*TASK ITEM:* Two lines in the listing below mark the span: one contains "self.validate_batch()?;" and one contains "if p.p95_target_ms <= 0.0". Reproduce both of them and everything between, exactly.

=== Begin Enclosure ===

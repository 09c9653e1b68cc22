//! Main settings module

use config::{Config, Environment, File};
use serde::{Deserialize, Serialize};

use crate::constants::{batch, cache, monitor, observability, timing};
use crate::{ConfigError, RoutingConfig, ScoringConfig};

/// Runtime environment
#[derive(Debug, Clone, Copy, PartialEq, Eq, Serialize, Deserialize, Default)]
#[serde(rename_all = "lowercase")]
pub enum RuntimeEnvironment {
    /// Development mode - relaxed validation
    #[default]
    Development,
    Staging,
    /// Production mode - all validations enforced
    Production,
}

impl RuntimeEnvironment {
    pub fn is_production(&self) -> bool {
        matches!(self, Self::Production)
    }

    /// Check if strict validation should be applied
    pub fn is_strict(&self) -> bool {
        matches!(self, Self::Production | Self::Staging)
    }
}

/// Main application settings
#[derive(Debug, Clone, Serialize, Deserialize, Default)]
pub struct Settings {
    #[serde(default)]
    pub environment: RuntimeEnvironment,

    #[serde(default)]
    pub pipeline: PipelineSettings,

    #[serde(default)]
    pub batch: BatchSettings,

    #[serde(default)]
    pub cache: CacheSettings,

    #[serde(default)]
    pub monitor: MonitorSettings,

    #[serde(default)]
    pub routing: RoutingConfig,

    #[serde(default)]
    pub observability: ObservabilityConfig,

    /// Versioned scoring model file; compiled defaults when absent
    #[serde(default)]
    pub scoring_config_path: Option<String>,

    /// Agent roster loaded by the service binary
    #[serde(default)]
    pub agents_path: Option<String>,

    /// NDJSON score requests replayed through the background mode at startup
    #[serde(default)]
    pub warmup_path: Option<String>,
}

/// Real-time pipeline limits
#[derive(Debug, Clone, Serialize, Deserialize)]
#[serde(default)]
pub struct PipelineSettings {
    pub p95_target_ms: f64,
    pub pipeline_timeout_ms: u64,
    pub cache_timeout_ms: u64,
    pub result_ttl_secs: u64,
}

impl Default for PipelineSettings {
    fn default() -> Self {
        Self {
            p95_target_ms: timing::P95_TARGET_MS,
            pipeline_timeout_ms: timing::PIPELINE_TIMEOUT_MS,
            cache_timeout_ms: timing::CACHE_TIMEOUT_MS,
            result_ttl_secs: cache::RESULT_TTL_SECS,
        }
    }
}

/// Batch mode limits and worker counts
#[derive(Debug, Clone, Serialize, Deserialize)]
#[serde(default)]
pub struct BatchSettings {
    pub fast_max_leads: usize,
    pub bulk_max_leads: usize,
    pub fast_workers: usize,
    pub bulk_workers: usize,
    pub background_workers: usize,
    pub item_timeout_ms: u64,
}

impl Default for BatchSettings {
    fn default() -> Self {
        Self {
            fast_max_leads: batch::FAST_MAX_LEADS,
            bulk_max_leads: batch::BULK_MAX_LEADS,
            fast_workers: batch::FAST_WORKERS,
            bulk_workers: batch::BULK_WORKERS,
            background_workers: batch::BACKGROUND_WORKERS,
            item_timeout_ms: timing::BATCH_ITEM_TIMEOUT_MS,
        }
    }
}

/// Cache capacities and lifetimes
#[derive(Debug, Clone, Serialize, Deserialize)]
#[serde(default)]
pub struct CacheSettings {
    pub result_capacity: usize,
    pub feature_capacity: usize,
    pub feature_ttl_secs: u64,
}

impl Default for CacheSettings {
    fn default() -> Self {
        Self {
            result_capacity: cache::RESULT_CAPACITY,
            feature_capacity: cache::FEATURE_CAPACITY,
            feature_ttl_secs: cache::FEATURE_TTL_SECS,
        }
    }
}

/// Performance monitor settings
#[derive(Debug, Clone, Serialize, Deserialize)]
#[serde(default)]
pub struct MonitorSettings {
    pub window_size: usize,
    pub cache_hit_floor: f64,
}

impl Default for MonitorSettings {
    fn default() -> Self {
        Self {
            window_size: monitor::WINDOW_SIZE,
            cache_hit_floor: monitor::CACHE_HIT_FLOOR,
        }
    }
}

/// Observability configuration
#[derive(Debug, Clone, Serialize, Deserialize)]
#[serde(default)]
pub struct ObservabilityConfig {
    pub log_level: String,
    pub log_json: bool,
    pub metrics_enabled: bool,
    pub metrics_addr: String,
}

impl Default for ObservabilityConfig {
    fn default() -> Self {
        Self {
            log_level: observability::LOG_LEVEL.to_string(),
            log_json: false,
            metrics_enabled: true,
            metrics_addr: observability::METRICS_ADDR.to_string(),
        }
    }
}

impl Settings {
    pub fn new() -> Self {
        Self::default()
    }

    /// Validate settings
    pub fn validate(&self) -> Result<(), ConfigError> {
        self.validate_pipeline()?;
        self.validate_batch()?;
        self.validate_cache()?;
        self.validate_monitor()?;
        self.routing.validate()?;
        Ok(())
    }

    fn validate_pipeline(&self) -> Result<(), ConfigError> {
        let p = &self.pipeline;
        if p.p95_target_ms <= 0.0 {
            return Err(ConfigError::InvalidValue {
                field: "pipeline.p95_target_ms".to_string(),
                message: "Must be positive".to_string(),
            });
        }
        if p.cache_timeout_ms == 0 || p.cache_timeout_ms >= p.pipeline_timeout_ms {
            return Err(ConfigError::InvalidValue {
                field: "pipeline.cache_timeout_ms".to_string(),
                message: format!(
                    "Must be between 1 and pipeline_timeout_ms ({}), got {}",
                    p.pipeline_timeout_ms, p.cache_timeout_ms
                ),
            });
        }
        if p.result_ttl_secs == 0 {
            return Err(ConfigError::InvalidValue {
                field: "pipeline.result_ttl_secs".to_string(),
                message: "TTL must be at least 1 second".to_string(),
            });
        }
        Ok(())
    }

    fn validate_batch(&self) -> Result<(), ConfigError> {
        let b = &self.batch;
        for (field, value) in [
            ("batch.fast_workers", b.fast_workers),
            ("batch.bulk_workers", b.bulk_workers),
            ("batch.background_workers", b.background_workers),
            ("batch.fast_max_leads", b.fast_max_leads),
            ("batch.bulk_max_leads", b.bulk_max_leads),
        ] {
            if value == 0 {
                return Err(ConfigError::InvalidValue {
                    field: field.to_string(),
                    message: "Must be at least 1".to_string(),
                });
            }
        }
        if b.fast_max_leads > b.bulk_max_leads {
            return Err(ConfigError::InvalidValue {
                field: "batch.fast_max_leads".to_string(),
                message: "Must not exceed bulk_max_leads".to_string(),
            });
        }
        Ok(())
    }

    fn validate_cache(&self) -> Result<(), ConfigError> {
        if self.cache.result_capacity == 0 || self.cache.feature_capacity == 0 {
            return Err(ConfigError::InvalidValue {
                field: "cache".to_string(),
                message: "Capacities must be at least 1".to_string(),
            });
        }
        Ok(())
    }

    fn validate_monitor(&self) -> Result<(), ConfigError> {
        if self.monitor.window_size == 0 {
            return Err(ConfigError::InvalidValue {
                field: "monitor.window_size".to_string(),
                message: "Must be at least 1".to_string(),
            });
        }
        if !(0.0..1.0).contains(&self.monitor.cache_hit_floor) {
            return Err(ConfigError::InvalidValue {
                field: "monitor.cache_hit_floor".to_string(),
                message: format!(
                    "Must be in [0.0, 1.0), got {}",
                    self.monitor.cache_hit_floor
                ),
            });
        }
        Ok(())
    }

    /// Scoring configuration from `scoring_config_path`, or compiled defaults
    pub fn scoring_config(&self) -> Result<ScoringConfig, ConfigError> {
        match &self.scoring_config_path {
            Some(path) => ScoringConfig::load(path),
            None => Ok(ScoringConfig::default()),
        }
    }
}

/// Load settings from files and environment
///
/// Priority: `LEAD_INTEL__*` env vars > config/{env}.yaml > config/default.yaml > defaults
pub fn load_settings(env: Option<&str>) -> Result<Settings, ConfigError> {
    let mut builder = Config::builder();

    builder = builder.add_source(File::with_name("config/default").required(false));

    if let Some(env_name) = env {
        builder =
            builder.add_source(File::with_name(&format!("config/{}", env_name)).required(false));
    }

    builder = builder.add_source(
        Environment::with_prefix("LEAD_INTEL")
            .separator("__")
            .try_parsing(true),
    );

    let config = builder.build()?;
    let settings: Settings = config.try_deserialize()?;

    settings.validate()?;

    Ok(settings)
}

/// Load settings from one explicit file, without environment overrides
pub fn load_settings_from(path: &str) -> Result<Settings, ConfigError> {
    let config = Config::builder()
        .add_source(File::with_name(path))
        .build()?;
    let settings: Settings = config.try_deserialize()?;
    settings.validate()?;
    Ok(settings)
}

=== End Enclosure ===

*ANSWER SECTION:*
        self.validate_batch()?;
        self.validate_cache()?;
        self.validate_monitor()?;
        self.routing.validate()?;
        Ok(())
    }

    fn validate_pipeline(&self) -> Result<(), ConfigError> {
        let p = &self.pipeline;
        if p.p95_target_ms <= 0.0 {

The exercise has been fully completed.